Written by Susan Miller*

Published on: Sep 30, 2025

Choosing Your Format for High-Stakes Delivery: Given When Then vs Bullet Acceptance Criteria

Shipping under audits and SLAs but unsure whether to write scenarios or a checklist? This lesson shows you exactly when to use Given–When–Then versus Bullet Acceptance Criteria—and how to convert between them without losing precision. You’ll get a crisp decision guide, high-signal examples, and targeted exercises (MCQs, fill‑ins, and corrections) to lock in specificity, measurability, and testability. Finish able to author hybrid criteria that map cleanly to tests, monitoring, and go/no‑go gates.

Step 1 — Orient to the decision: Why format matters and what “good” looks like

In high-stakes delivery, acceptance criteria are not just notes on a ticket; they are the enforceable contract for expected behavior. They anchor what the system must do, how it must do it, and under what precise conditions success will be declared. Because they underpin your test plans, monitoring, and ultimately your KPIs and SLOs, any vagueness in acceptance criteria will propagate. It will dilute test coverage, create interpretive gaps during development, and weaken your ability to audit outcomes. When a release must survive compliance audits, customer SLAs, or rigorous incident review, clarity and precision are non-negotiable.
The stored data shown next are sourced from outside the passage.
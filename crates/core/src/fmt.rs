//! Display formatting helpers shared by alerts and reports.

/// Format a USD amount with thousands grouping and no decimals.
/// `1234567.0` → `"1,234,567"`.
pub fn format_usd(value: f64) -> String {
    let negative = value < 0.0;
    let whole = value.abs().round() as u64;
    let digits = whole.to_string();
    let mut grouped = String::with_capacity(digits.len() + digits.len() / 3);
    for (i, c) in digits.chars().enumerate() {
        if i > 0 && (digits.len() - i) % 3 == 0 {
            grouped.push(',');
        }
        grouped.push(c);
    }
    if negative {
        format!("-{grouped}")
    } else {
        grouped
    }
}

/// Compact USD amount: `2.31B`, `45.20M`, `8.10K`, `0.95`.
pub fn format_usd_compact(value: f64) -> String {
    let abs = value.abs();
    if abs >= 1e9 {
        format!("{:.2}B", value / 1e9)
    } else if abs >= 1e6 {
        format!("{:.2}M", value / 1e6)
    } else if abs >= 1e3 {
        format!("{:.2}K", value / 1e3)
    } else {
        format!("{value:.2}")
    }
}

/// Optional metric for tabular output, `"N/A"` when absent.
pub fn format_opt(value: Option<f64>, unit: Unit) -> String {
    match value {
        Some(v) => match unit {
            Unit::Usd => format!("${}", format_usd_compact(v)),
            Unit::UsdExact => format!("${v:.4}"),
            Unit::Percent => format!("{v:.2}%"),
            Unit::SignedPercent => format!("{v:+.2}%"),
        },
        None => "N/A".to_string(),
    }
}

/// Display unit for [`format_opt`].
#[derive(Debug, Clone, Copy)]
pub enum Unit {
    Usd,
    UsdExact,
    Percent,
    SignedPercent,
}

#[cfg(test)]
mod tests {
    use super::*;
    use pretty_assertions::assert_eq;

    #[test]
    fn test_format_usd_groups_thousands() {
        assert_eq!(format_usd(1_234_567.0), "1,234,567");
        assert_eq!(format_usd(999.4), "999");
        assert_eq!(format_usd(0.0), "0");
        assert_eq!(format_usd(-1_000.0), "-1,000");
    }

    #[test]
    fn test_format_usd_compact_scales() {
        assert_eq!(format_usd_compact(2_310_000_000.0), "2.31B");
        assert_eq!(format_usd_compact(45_200_000.0), "45.20M");
        assert_eq!(format_usd_compact(8_100.0), "8.10K");
        assert_eq!(format_usd_compact(0.95), "0.95");
    }

    #[test]
    fn test_format_opt_absent_is_na() {
        assert_eq!(format_opt(None, Unit::Usd), "N/A");
        assert_eq!(format_opt(Some(4.5), Unit::Percent), "4.50%");
        assert_eq!(format_opt(Some(-2.5), Unit::SignedPercent), "-2.50%");
        assert_eq!(format_opt(Some(3.1), Unit::SignedPercent), "+3.10%");
    }
}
Two widely used formats help teams capture this contract clearly. The first is Given–When–Then (GWT), a Behavior-Driven Development syntax that describes the behavior of a system as scenarios. GWT expresses three core parts: preconditions (Given), the triggering action or event (When), and the observable outcome (Then). The format also allows additional lines using “And” to extend any of these parts. Because it narrates state, trigger, and outcome, GWT helps reveal missing assumptions and drives explicit thinking about inputs and edge cases. The second format is Bullet Acceptance Criteria (BAC), an itemized checklist of verifiable conditions. BAC aims for concision and scan-ability; each bullet is a discrete, testable condition and is often numbered to support traceability and prioritization. Unlike GWT, BAC is not inherently narrative; it emphasizes completeness and measurability across conditions, thresholds, and cross-cutting constraints.
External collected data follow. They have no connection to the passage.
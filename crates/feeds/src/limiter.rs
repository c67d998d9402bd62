//! Request rate limiting.

use std::time::{Duration, Instant};
use tokio::sync::Mutex;

/// Enforces a minimum interval between consecutive requests to one upstream.
///
/// `acquire` sleeps for the remainder of the interval since the previous
/// request, then records the new request time. Callers share one limiter
/// per upstream host.
#[derive(Debug)]
pub struct RateLimiter {
    min_interval: Duration,
    last_request: Mutex<Option<Instant>>,
}

impl RateLimiter {
    /// Create a limiter allowing `requests_per_minute` requests.
    pub fn per_minute(requests_per_minute: u32) -> Self {
        let rpm = requests_per_minute.max(1);
        Self {
            min_interval: Duration::from_secs_f64(60.0 / rpm as f64),
            last_request: Mutex::new(None),
        }
    }

    pub fn min_interval(&self) -> Duration {
        self.min_interval
    }

    /// Wait until the next request is allowed, then claim the slot.
    pub async fn acquire(&self) {
        let mut last = self.last_request.lock().await;
        if let Some(prev) = *last {
            let elapsed = prev.elapsed();
            if elapsed < self.min_interval {
                tokio::time::sleep(self.min_interval - elapsed).await;
            }
        }
        *last = Some(Instant::now());
    }
}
Regardless of which format you choose, a shared quality bar applies. Effective acceptance criteria are:

Specific: Avoid generalities; name actors, system components, data, and interfaces.
Observable: Only include outcomes that can be seen or measured from outside the implementation.
Measurable: Use quantitative thresholds or exact outputs, not adjectives like “fast,” “secure,” or “reliable.”
Atomic: Each item captures one idea. Splitting reduces ambiguity and simplifies testing.
Independent: As much as possible, each item stands alone for pass/fail evaluation.
Consistent with constraints: Align with architectural, regulatory, and operational limits.
Traceable: Link each criterion to its source requirement and the metrics that will verify it.

Holding both GWT and BAC to this bar ensures that your criteria can survive scrutiny, support test automation, and map cleanly to monitoring and audit artifacts.
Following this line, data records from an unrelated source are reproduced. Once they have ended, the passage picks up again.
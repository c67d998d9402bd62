//! Application configuration.

use std::path::Path;
use std::time::Duration;

use defiwatch_alerts::AlertSettings;
use defiwatch_core::ProtocolSpec;
use defiwatch_engine::DetectorConfig;
use defiwatch_feeds::FetchConfig;
use serde::{Deserialize, Serialize};

/// Configuration loading errors.
#[derive(Debug, thiserror::Error)]
pub enum ConfigError {
    #[error("failed to read config file: {0}")]
    Io(#[from] std::io::Error),
    #[error("failed to parse config file: {0}")]
    Parse(#[from] serde_json::Error),
}

/// Application configuration.
#[derive(Debug, Clone, Serialize, Deserialize)]
#[serde(default)]
pub struct AppConfig {
    /// Protocols to monitor.
    pub protocols: Vec<ProtocolSpec>,
    /// Upstream API settings.
    pub api: ApiSettings,
    /// Alerting settings (thresholds and channel toggles).
    pub alerts: AlertSettings,
    /// Report output settings.
    pub report: ReportSettings,
    /// Seconds between poll cycles.
    pub poll_interval_secs: u64,
    /// Logging level.
    pub log_level: String,
}

impl Default for AppConfig {
    fn default() -> Self {
        Self {
            protocols: ProtocolSpec::default_registry(),
            api: ApiSettings::default(),
            alerts: AlertSettings::default(),
            report: ReportSettings::default(),
            poll_interval_secs: 300,
            log_level: "info".to_string(),
        }
    }
}

impl AppConfig {
    /// Load configuration from a JSON file, falling back to defaults when
    /// the file does not exist.
    pub fn load_or_default(path: &str) -> Result<(Self, bool), ConfigError> {
        if Path::new(path).exists() {
            let raw = std::fs::read_to_string(path)?;
            Ok((serde_json::from_str(&raw)?, true))
        } else {
            Ok((Self::default(), false))
        }
    }
}

/// Upstream API settings.
#[derive(Debug, Clone, Serialize, Deserialize)]
#[serde(default)]
pub struct ApiSettings {
    /// Override for the DefiLlama base URL.
    pub defillama_base_url: Option<String>,
    /// Override for the CoinGecko base URL.
    pub coingecko_base_url: Option<String>,
    /// DefiLlama requests per minute.
    pub defillama_rate_limit: u32,
    /// CoinGecko requests per minute.
    pub coingecko_rate_limit: u32,
    /// Per-request timeout in seconds.
    pub request_timeout_secs: u64,
    /// Cooldown after an HTTP 429 before the single retry, in seconds.
    pub rate_limit_cooldown_secs: u64,
}

impl Default for ApiSettings {
    fn default() -> Self {
        let base = FetchConfig::default();
        Self {
            defillama_base_url: None,
            coingecko_base_url: None,
            defillama_rate_limit: base.defillama_rate_limit,
            coingecko_rate_limit: base.coingecko_rate_limit,
            request_timeout_secs: base.request_timeout.as_secs(),
            rate_limit_cooldown_secs: base.rate_limit_cooldown.as_secs(),
        }
    }
}

impl ApiSettings {
    /// Build a [`FetchConfig`], injecting the CoinGecko API key from the
    /// environment when present.
    pub fn fetch_config(&self, coingecko_api_key: Option<String>) -> FetchConfig {
        let mut config = FetchConfig::default();
        config.defillama_base_url = self.defillama_base_url.clone();
        config.coingecko_base_url = self.coingecko_base_url.clone();
        config.coingecko_api_key = coingecko_api_key;
        config.defillama_rate_limit = self.defillama_rate_limit;
        config.coingecko_rate_limit = self.coingecko_rate_limit;
        config.request_timeout = Duration::from_secs(self.request_timeout_secs);
        config.rate_limit_cooldown = Duration::from_secs(self.rate_limit_cooldown_secs);
        config
    }
}

/// Report output settings.
#[derive(Debug, Clone, Serialize, Deserialize)]
#[serde(default)]
pub struct ReportSettings {
    /// Whether periodic report files are written.
    pub enabled: bool,
    /// Output directory for report files.
    pub dir: String,
    /// Write a report every N poll cycles.
    pub every_cycles: u64,
    /// Report file format.
    pub format: ReportFormat,
    /// Also dump the raw snapshot batch as JSON alongside each report.
    pub save_raw: bool,
}

impl Default for ReportSettings {
    fn default() -> Self {
        Self {
            enabled: true,
            dir: "reports".to_string(),
            every_cycles: 12,
            format: ReportFormat::Text,
            save_raw: true,
        }
    }
}

/// Report file format.
#[derive(Debug, Clone, Copy, PartialEq, Eq, Serialize, Deserialize, Default)]
#[serde(rename_all = "lowercase")]
pub enum ReportFormat {
    #[default]
    Text,
    Markdown,
}

/// Map alert settings onto the detector's thresholds.
pub fn detector_config(settings: &AlertSettings) -> DetectorConfig {
    DetectorConfig {
        enabled: settings.enabled,
        price_threshold_pct: settings.price_change_threshold,
        tvl_threshold_pct: settings.tvl_change_threshold,
        apy_threshold_pts: settings.apy_change_threshold,
    }
}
Step 2 — Compare formats: Given–When–Then vs Bullet Acceptance Criteria

The two formats serve overlapping but distinct needs. Understanding their strengths and limits will help you choose the right tool for each problem.

GWT strengths include narrative clarity for stateful flows, complex rules, and edge cases. Because GWT explicitly separates preconditions, triggers, and outcomes, it reduces ambiguity about what must be true before an action, what event occurs, and what a stakeholder should observe afterwards. This structure maps directly to executable test scenarios, encouraging teams to think in examples and data variations. When behavior depends on roles, feature flags, time windows, or input permutations, GWT makes those dependencies explicit. It also facilitates collaboration between product, QA, and engineering because the scenario language resembles natural speech while remaining precise.

The limits of GWT show up when complexity grows combinatorially. For features with many permutations of roles, inputs, and states, scenarios can proliferate, making the set difficult to manage and maintain. This “scenario explosion” can obscure the global rules and slow down review. Further, GWT is not ideal for non-functional requirements (NFRs) that span scenarios, such as performance thresholds, logging obligations, data retention rules, accessibility conformance, or security controls. While you can attach such constraints to scenarios, they are harder to scan and enforce consistently when distributed across many scenario descriptions.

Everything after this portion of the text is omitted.